→ **Problem description**
Copy the lines exactly as they appear, starting with the first line of the records and ending with the line that contains "clear applies to".

→ **Records drawn from a dataset**
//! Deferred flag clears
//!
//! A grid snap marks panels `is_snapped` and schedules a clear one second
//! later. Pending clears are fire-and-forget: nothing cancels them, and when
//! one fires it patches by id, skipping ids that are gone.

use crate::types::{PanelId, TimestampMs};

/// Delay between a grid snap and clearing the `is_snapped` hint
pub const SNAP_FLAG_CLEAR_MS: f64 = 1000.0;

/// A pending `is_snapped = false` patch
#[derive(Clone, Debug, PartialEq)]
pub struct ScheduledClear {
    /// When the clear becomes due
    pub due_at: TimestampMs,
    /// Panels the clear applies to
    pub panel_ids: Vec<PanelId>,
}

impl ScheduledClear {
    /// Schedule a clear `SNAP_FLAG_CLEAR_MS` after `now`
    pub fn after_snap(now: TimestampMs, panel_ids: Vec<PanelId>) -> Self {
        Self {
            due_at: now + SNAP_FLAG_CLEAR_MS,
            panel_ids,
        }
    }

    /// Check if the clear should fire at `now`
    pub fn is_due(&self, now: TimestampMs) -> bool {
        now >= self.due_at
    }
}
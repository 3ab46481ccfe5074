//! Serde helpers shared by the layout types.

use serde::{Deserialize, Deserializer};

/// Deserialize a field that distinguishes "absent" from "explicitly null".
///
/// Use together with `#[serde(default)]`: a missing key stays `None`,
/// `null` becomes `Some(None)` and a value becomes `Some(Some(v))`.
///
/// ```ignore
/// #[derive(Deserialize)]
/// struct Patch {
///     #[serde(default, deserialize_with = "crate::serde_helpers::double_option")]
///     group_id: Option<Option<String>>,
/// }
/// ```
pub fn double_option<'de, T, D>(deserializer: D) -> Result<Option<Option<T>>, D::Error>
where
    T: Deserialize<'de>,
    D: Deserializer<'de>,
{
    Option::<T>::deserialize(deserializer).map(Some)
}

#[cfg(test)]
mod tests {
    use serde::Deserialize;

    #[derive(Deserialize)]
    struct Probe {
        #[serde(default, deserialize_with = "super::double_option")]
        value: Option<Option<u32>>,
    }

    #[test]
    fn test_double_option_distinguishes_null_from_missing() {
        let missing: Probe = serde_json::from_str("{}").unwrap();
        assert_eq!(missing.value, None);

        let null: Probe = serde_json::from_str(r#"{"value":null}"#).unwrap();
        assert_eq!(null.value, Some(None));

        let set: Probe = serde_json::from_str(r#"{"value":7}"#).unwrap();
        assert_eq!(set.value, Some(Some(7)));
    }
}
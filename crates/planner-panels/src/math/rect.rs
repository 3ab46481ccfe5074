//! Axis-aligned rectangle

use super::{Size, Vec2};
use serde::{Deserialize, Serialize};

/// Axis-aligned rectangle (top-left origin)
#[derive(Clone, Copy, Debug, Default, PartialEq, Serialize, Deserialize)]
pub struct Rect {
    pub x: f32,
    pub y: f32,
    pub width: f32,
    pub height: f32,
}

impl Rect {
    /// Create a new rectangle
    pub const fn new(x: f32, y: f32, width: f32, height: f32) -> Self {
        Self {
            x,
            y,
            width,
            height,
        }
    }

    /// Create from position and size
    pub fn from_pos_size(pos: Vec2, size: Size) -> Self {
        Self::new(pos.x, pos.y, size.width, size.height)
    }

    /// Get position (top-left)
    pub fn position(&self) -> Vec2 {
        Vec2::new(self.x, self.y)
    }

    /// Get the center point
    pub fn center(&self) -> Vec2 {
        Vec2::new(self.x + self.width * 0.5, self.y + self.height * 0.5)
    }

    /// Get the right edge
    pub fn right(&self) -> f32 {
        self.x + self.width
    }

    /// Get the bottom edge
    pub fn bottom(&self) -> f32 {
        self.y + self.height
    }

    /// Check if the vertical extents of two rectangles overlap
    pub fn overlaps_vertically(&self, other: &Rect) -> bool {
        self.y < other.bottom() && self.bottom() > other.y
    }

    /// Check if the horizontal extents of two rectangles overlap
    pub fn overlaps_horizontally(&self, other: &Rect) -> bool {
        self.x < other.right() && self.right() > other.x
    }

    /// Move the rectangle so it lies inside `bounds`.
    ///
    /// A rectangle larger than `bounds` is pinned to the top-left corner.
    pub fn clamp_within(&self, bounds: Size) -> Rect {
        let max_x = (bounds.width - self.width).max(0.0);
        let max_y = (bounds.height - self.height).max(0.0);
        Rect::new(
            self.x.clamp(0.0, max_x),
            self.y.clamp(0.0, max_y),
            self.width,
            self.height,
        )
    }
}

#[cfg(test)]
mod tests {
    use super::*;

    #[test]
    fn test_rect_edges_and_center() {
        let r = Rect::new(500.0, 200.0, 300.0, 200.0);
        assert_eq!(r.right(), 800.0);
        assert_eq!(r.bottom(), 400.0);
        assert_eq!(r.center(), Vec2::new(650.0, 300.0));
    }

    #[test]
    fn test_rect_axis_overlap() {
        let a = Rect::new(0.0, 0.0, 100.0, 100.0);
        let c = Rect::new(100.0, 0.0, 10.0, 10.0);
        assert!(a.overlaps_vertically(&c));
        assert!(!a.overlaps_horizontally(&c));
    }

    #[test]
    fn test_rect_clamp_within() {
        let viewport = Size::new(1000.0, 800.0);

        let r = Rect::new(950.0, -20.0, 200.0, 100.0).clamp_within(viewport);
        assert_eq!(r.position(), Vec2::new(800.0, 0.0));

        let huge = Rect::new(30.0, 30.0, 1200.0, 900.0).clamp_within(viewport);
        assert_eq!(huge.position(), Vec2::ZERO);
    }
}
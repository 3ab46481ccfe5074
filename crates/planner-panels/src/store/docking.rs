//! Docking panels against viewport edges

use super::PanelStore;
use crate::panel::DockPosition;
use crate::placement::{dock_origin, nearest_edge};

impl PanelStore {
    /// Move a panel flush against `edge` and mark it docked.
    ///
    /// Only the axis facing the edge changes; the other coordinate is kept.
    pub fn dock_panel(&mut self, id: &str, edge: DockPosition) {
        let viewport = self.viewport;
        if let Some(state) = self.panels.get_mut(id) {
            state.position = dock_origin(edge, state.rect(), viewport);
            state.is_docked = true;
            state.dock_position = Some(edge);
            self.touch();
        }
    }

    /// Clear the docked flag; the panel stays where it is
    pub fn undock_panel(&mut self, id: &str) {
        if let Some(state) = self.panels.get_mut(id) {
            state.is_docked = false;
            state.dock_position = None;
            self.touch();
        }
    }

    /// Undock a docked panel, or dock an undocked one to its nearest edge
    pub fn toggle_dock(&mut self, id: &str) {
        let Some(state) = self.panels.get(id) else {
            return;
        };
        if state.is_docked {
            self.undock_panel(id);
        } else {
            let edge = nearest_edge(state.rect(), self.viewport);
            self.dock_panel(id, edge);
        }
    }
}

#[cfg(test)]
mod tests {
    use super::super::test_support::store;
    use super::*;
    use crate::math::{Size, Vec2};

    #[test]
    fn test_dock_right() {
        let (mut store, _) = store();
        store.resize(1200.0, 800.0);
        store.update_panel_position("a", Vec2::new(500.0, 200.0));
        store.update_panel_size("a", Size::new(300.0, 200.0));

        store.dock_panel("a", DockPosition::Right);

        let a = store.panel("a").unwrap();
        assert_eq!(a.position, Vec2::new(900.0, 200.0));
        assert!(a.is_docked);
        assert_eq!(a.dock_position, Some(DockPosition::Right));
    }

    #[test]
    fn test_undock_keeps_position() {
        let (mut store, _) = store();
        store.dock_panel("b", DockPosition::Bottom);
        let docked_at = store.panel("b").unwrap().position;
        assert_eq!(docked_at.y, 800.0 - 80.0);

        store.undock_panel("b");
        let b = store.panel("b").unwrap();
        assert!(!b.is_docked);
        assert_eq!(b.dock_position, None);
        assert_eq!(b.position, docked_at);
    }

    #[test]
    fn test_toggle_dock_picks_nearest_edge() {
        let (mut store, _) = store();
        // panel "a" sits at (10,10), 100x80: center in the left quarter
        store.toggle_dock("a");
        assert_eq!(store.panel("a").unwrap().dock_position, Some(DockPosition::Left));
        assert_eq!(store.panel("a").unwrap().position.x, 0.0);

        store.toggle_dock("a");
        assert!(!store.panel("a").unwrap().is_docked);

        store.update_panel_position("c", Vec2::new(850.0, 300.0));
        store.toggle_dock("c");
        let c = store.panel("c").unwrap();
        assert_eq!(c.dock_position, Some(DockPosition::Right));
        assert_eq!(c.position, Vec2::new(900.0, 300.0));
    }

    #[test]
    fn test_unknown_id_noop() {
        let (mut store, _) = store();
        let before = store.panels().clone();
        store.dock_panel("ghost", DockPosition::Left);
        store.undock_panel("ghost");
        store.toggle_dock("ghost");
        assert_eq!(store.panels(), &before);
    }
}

→ **The completed task**
//! Deferred flag clears
//!
//! A grid snap marks panels `is_snapped` and schedules a clear one second
//! later. Pending clears are fire-and-forget: nothing cancels them, and when
//! one fires it patches by id, skipping ids that are gone.

use crate::types::{PanelId, TimestampMs};

/// Delay between a grid snap and clearing the `is_snapped` hint
pub const SNAP_FLAG_CLEAR_MS: f64 = 1000.0;

/// A pending `is_snapped = false` patch
#[derive(Clone, Debug, PartialEq)]
pub struct ScheduledClear {
    /// When the clear becomes due
    pub due_at: TimestampMs,
    /// Panels the clear applies to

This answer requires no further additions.